What COVID-19 impacts on DFS are here to stay?
Everyone in the DFS realm is thinking about what COVID-19 means for digital ecosystems — today and in the long term. This week, we were pleased to organize and participate in a breakout session for the Global Digital Development Forum. Our compliments to TechChange, USAID, and all of the conference sponsors for pulling off a successful first virtual 16-hour global conference!
Our team members from Ghana and Uganda joined with our friends at MicroSave (MSC) in India and Kenya to discuss six key DFS tipping points in a breakout session moderated by our CEO Shelley Spencer:
Increased challenges for DFS during COVID-19
The readiness of markets for digital government-to-person payments
Accelerating DFS for contactless and remote transactions (such as merchant payments)
Protecting consumers from scams
Short and long term impacts on agents
The impact on digital lending
SIA and MSC panelists identified common challenges and some unique opportunities across the four countries. In India, Abhishek Anand of MSC shared that banking agents providing cash-in cash-out services have been deemed essential. This has raised their standing and profile in the country but also introduced risks of security and safety. In Ghana and Uganda, SIA’s Wisdom Alorwuse and Andrew Kasujja reported accelerations in digital merchant payments that could lead to a broader economic transition to an inclusive digital economy and the growth of e-commerce. Wisdom also highlighted the timely launch of Africa's first Universal QR Code by the government of Ghana in March 2020, making it possible for all merchants, service providers and institutions to instantly receive payments from bank accounts, ezwich accounts, mobile money wallets or internationally issued Visa or Mastercards. The development will further promote contactless payment delivery across financial service providers in the country. In Kenya, Anup Singh of MSC talked about how the stalwart mobile money system, Safaricom’s M-Pesa, is showing signs of stress at the agent level and the vulnerability of digital lenders using the system for quick loans.
Key COVID-19 responses by central banks and DFS providers (such as waiving transaction fees and increasing transaction caps) are impressive and favorable initiatives that will contribute to preventing contagion and promoting digital transactions.

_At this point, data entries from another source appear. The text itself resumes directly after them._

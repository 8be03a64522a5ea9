//! Database transaction engine
//!
//! [`Transactor`] runs a unit of work inside one transaction on a freshly
//! acquired handle. When the attempt fails for a reason a retry can fix (no
//! connection could be obtained, or the database killed the transaction to
//! break a deadlock) the handle is rolled back and released, the engine backs
//! off, and the unit of work runs again on a new handle. Any other failure
//! rolls back and stops immediately.
//!
//! # Usage Pattern
//!
//! The unit of work has the same shape as the closure taken by
//! `sqlx::Connection::transaction`: it receives the handle's connection and
//! returns a boxed future. Captured inputs are cloned into each attempt, since
//! the closure may run more than once.
//!
//! ```ignore
//! let outcome = transactor
//!     .run(|conn| {
//!         let user = user.clone();
//!         Box::pin(async move { Ok(expenses::list_for_user(conn, &user).await?) })
//!     })
//!     .await;
//!
//! let rows = outcome.into_value().unwrap_or_default();
//! ```
//!
//! The engine owns `begin`, `commit` and `rollback`; the unit of work must not
//! issue them itself.

use std::any::Any;
use std::future::Future;
use std::panic::AssertUnwindSafe;
use std::time::Duration;

use futures::FutureExt;
use futures::future::BoxFuture;
use tracing::{debug, error, warn};

use crate::constants::{BACKOFF_STEP, MAX_RETRIES, POSTGRES_DEADLOCK_CODE};

pub type BoxError = Box<dyn std::error::Error + Send + Sync>;

/// Errors seen while acquiring a handle or running a unit of work
#[derive(Debug, thiserror::Error)]
pub enum DbError {
    /// The provider could not hand out a connection
    #[error("unable to obtain connection: {0}")]
    Unavailable(#[source] BoxError),

    /// A statement failed. `code` is the vendor error code, if the driver gave one.
    #[error("database error: {message}")]
    Database {
        code: Option<String>,
        message: String,
    },

    #[error("unexpected error: {0}")]
    Unexpected(String),
}

impl DbError {
    /// Vendor error code carried by a database error
    pub fn code(&self) -> Option<&str> {
        match self {
            DbError::Database { code, .. } => code.as_deref(),
            _ => None,
        }
    }
}

impl From<sqlx::Error> for DbError {
    fn from(err: sqlx::Error) -> Self {
        match &err {
            sqlx::Error::Database(db_err) => DbError::Database {
                code: db_err.code().map(|c| c.into_owned()),
                message: db_err.message().to_string(),
            },
            _ => DbError::Database {
                code: None,
                message: err.to_string(),
            },
        }
    }
}

#[derive(Debug, Clone, Copy, PartialEq, Eq)]
pub enum Classification {
    Transient,
    Fatal,
}

/// Decides which failures are worth another attempt.
///
/// Deadlock codes are vendor specific (Postgres `40P01`, MySQL `1213`), so
/// they are supplied per backend rather than baked into the engine.
#[derive(Debug, Clone)]
pub struct Classifier {
    deadlock_codes: Vec<String>,
}

impl Classifier {
    pub fn new<I, S>(deadlock_codes: I) -> Self
    where
        I: IntoIterator<Item = S>,
        S: Into<String>,
    {
        Self {
            deadlock_codes: deadlock_codes.into_iter().map(Into::into).collect(),
        }
    }

    pub fn postgres() -> Self {
        Self::new([POSTGRES_DEADLOCK_CODE])
    }

    pub fn is_deadlock(&self, code: &str) -> bool {
        self.deadlock_codes.iter().any(|c| c == code)
    }

    pub fn classify(&self, err: &DbError) -> Classification {
        match err {
            DbError::Unavailable(_) => Classification::Transient,
            DbError::Database {
                code: Some(code), ..
            } if self.is_deadlock(code) => Classification::Transient,
            _ => Classification::Fatal,
        }
    }
}

impl Default for Classifier {
    fn default() -> Self {
        Self::postgres()
    }
}

/// Source of fresh handles. Must tolerate concurrent `open` calls.
pub trait HandleProvider: Send + Sync {
    type Handle: Handle;

    /// Acquire a handle, or `DbError::Unavailable` if no connection can be had
    fn open(&self) -> impl Future<Output = Result<Self::Handle, DbError>> + Send;
}

/// One live connection, exclusively owned by a single attempt.
///
/// Dropping the handle releases it, whatever state it is in.
pub trait Handle: Send {
    type Conn: Send;

    fn begin(&mut self) -> impl Future<Output = Result<(), DbError>> + Send;
    fn commit(&mut self) -> impl Future<Output = Result<(), DbError>> + Send;
    fn rollback(&mut self) -> impl Future<Output = Result<(), DbError>> + Send;

    /// Statement surface handed to the unit of work
    fn conn(&mut self) -> &mut Self::Conn;
}

/// Connection type a unit of work receives from provider `P`
pub type Conn<P> = <<P as HandleProvider>::Handle as Handle>::Conn;

/// Result of a single attempt
#[derive(Debug)]
enum AttemptOutcome<T> {
    Committed(T),
    TransientFailure,
    FatalFailure,
}

/// Result of a whole `run`, across every attempt it made
#[derive(Debug)]
pub enum TxOutcome<T> {
    Committed { value: T, attempts: u32 },
    /// Every attempt failed transiently
    Exhausted { attempts: u32 },
    /// A fatal failure stopped the loop
    Aborted { attempts: u32 },
}

impl<T> TxOutcome<T> {
    pub fn is_committed(&self) -> bool {
        matches!(self, TxOutcome::Committed { .. })
    }

    pub fn attempts(&self) -> u32 {
        match self {
            TxOutcome::Committed { attempts, .. }
            | TxOutcome::Exhausted { attempts }
            | TxOutcome::Aborted { attempts } => *attempts,
        }
    }

    pub fn into_value(self) -> Option<T> {
        match self {
            TxOutcome::Committed { value, .. } => Some(value),
            _ => None,
        }
    }
}

/// Pause before the next attempt, given the retries still left (1s, 2s, 3s, 4s).
pub fn backoff_delay(retries_left: u32) -> Duration {
    BACKOFF_STEP * MAX_RETRIES.saturating_sub(retries_left)
}

pub struct Transactor<P> {
    provider: P,
    classifier: Classifier,
}

impl<P: HandleProvider> Transactor<P> {
    pub fn new(provider: P, classifier: Classifier) -> Self {
        Self {
            provider,
            classifier,
        }
    }

    /// Run `work` in a transaction, retrying transient failures.
    /// Returns true only if some attempt committed.
    pub async fn transact<T, F>(&self, work: F) -> bool
    where
        T: Send,
        F: for<'c> FnMut(&'c mut Conn<P>) -> BoxFuture<'c, Result<T, DbError>> + Send,
    {
        self.run(work).await.is_committed()
    }

    /// Like [`Transactor::transact`], but reports how the loop ended and hands
    /// back the value produced by the committed attempt.
    pub async fn run<T, F>(&self, mut work: F) -> TxOutcome<T>
    where
        T: Send,
        F: for<'c> FnMut(&'c mut Conn<P>) -> BoxFuture<'c, Result<T, DbError>> + Send,
    {
        let mut retries = MAX_RETRIES;
        let mut attempts = 0;

        while retries > 0 {
            attempts += 1;

            let outcome = match self.provider.open().await {
                // the handle is released when this arm ends, on every path
                Ok(mut handle) => self.attempt(&mut handle, &mut work, attempts).await,
                Err(err) => {
                    warn!(attempt = attempts, error = %err, "transact: retry: database unavailable");
                    AttemptOutcome::TransientFailure
                }
            };

            match outcome {
                AttemptOutcome::Committed(value) => {
                    return TxOutcome::Committed { value, attempts };
                }
                AttemptOutcome::FatalFailure => return TxOutcome::Aborted { attempts },
                AttemptOutcome::TransientFailure => {
                    retries -= 1;
                    if retries > 0 {
                        tokio::time::sleep(backoff_delay(retries)).await;
                    }
                }
            }
        }

        error!(attempts, "transact: giving up, retries exhausted");
        TxOutcome::Exhausted { attempts }
    }

    async fn attempt<T, F>(
        &self,
        handle: &mut P::Handle,
        work: &mut F,
        attempt: u32,
    ) -> AttemptOutcome<T>
    where
        T: Send,
        F: for<'c> FnMut(&'c mut Conn<P>) -> BoxFuture<'c, Result<T, DbError>> + Send,
    {
        let err = match execute::<P, T, F>(handle, work).await {
            Ok(value) => {
                debug!(attempt, "transact: committed");
                return AttemptOutcome::Committed(value);
            }
            Err(err) => err,
        };

        if let Err(rollback_err) = handle.rollback().await {
            warn!(attempt, error = %rollback_err, "transact: rollback failed");
        }

        match self.classifier.classify(&err) {
            Classification::Transient => {
                warn!(attempt, code = err.code().unwrap_or("-"), error = %err, "transact: retry");
                AttemptOutcome::TransientFailure
            }
            Classification::Fatal => {
                error!(attempt, code = err.code().unwrap_or("-"), error = %err, "transact: fatal");
                AttemptOutcome::FatalFailure
            }
        }
    }
}

async fn execute<P, T, F>(handle: &mut P::Handle, work: &mut F) -> Result<T, DbError>
where
    P: HandleProvider,
    T: Send,
    F: for<'c> FnMut(&'c mut Conn<P>) -> BoxFuture<'c, Result<T, DbError>> + Send,
{
    handle.begin().await?;

    // the call itself happens inside the guard: the closure may panic before
    // it returns a future
    let ran = AssertUnwindSafe(async { work(handle.conn()).await })
        .catch_unwind()
        .await;
    let value = match ran {
        Ok(result) => result?,
        Err(payload) => return Err(DbError::Unexpected(panic_message(payload.as_ref()))),
    };

    handle.commit().await?;
    Ok(value)
}

fn panic_message(payload: &(dyn Any + Send)) -> String {
    if let Some(msg) = payload.downcast_ref::<&str>() {
        format!("unit of work panicked: {}", msg)
    } else if let Some(msg) = payload.downcast_ref::<String>() {
        format!("unit of work panicked: {}", msg)
    } else {
        "unit of work panicked".to_string()
    }
}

Governments in each country were quick to encourage the use of DFS over cash and person-to-person financial transactions when COVID-19 struck — a show of the advancement of DFS ecosystems as a model for financial delivery. Post COVID-19, payment regulators must work with providers to develop strong incentives to drive merchant acceptance. As these countries continue to navigate the phases of the pandemic, we have an opportunity to improve digital inclusion, but it’d be wrong to assume these services are readily accessible for use by all. Attention must be paid to the challenges and roadblocks at play. Cash-in cash-out agents are still a distribution channel that must be protected and supported to withstand the storm of COVID-19 — whether that be by offering stimulus packages or distributing personal protective equipment such as nose masks and sanitizers. Approaches and recovery funding needs to build capacity and provide support for those who remain new to DFS as well. This will be essential in ensuring safe and effective use and to sustain the long-term viability of these systems, whose economics depend on transaction fees.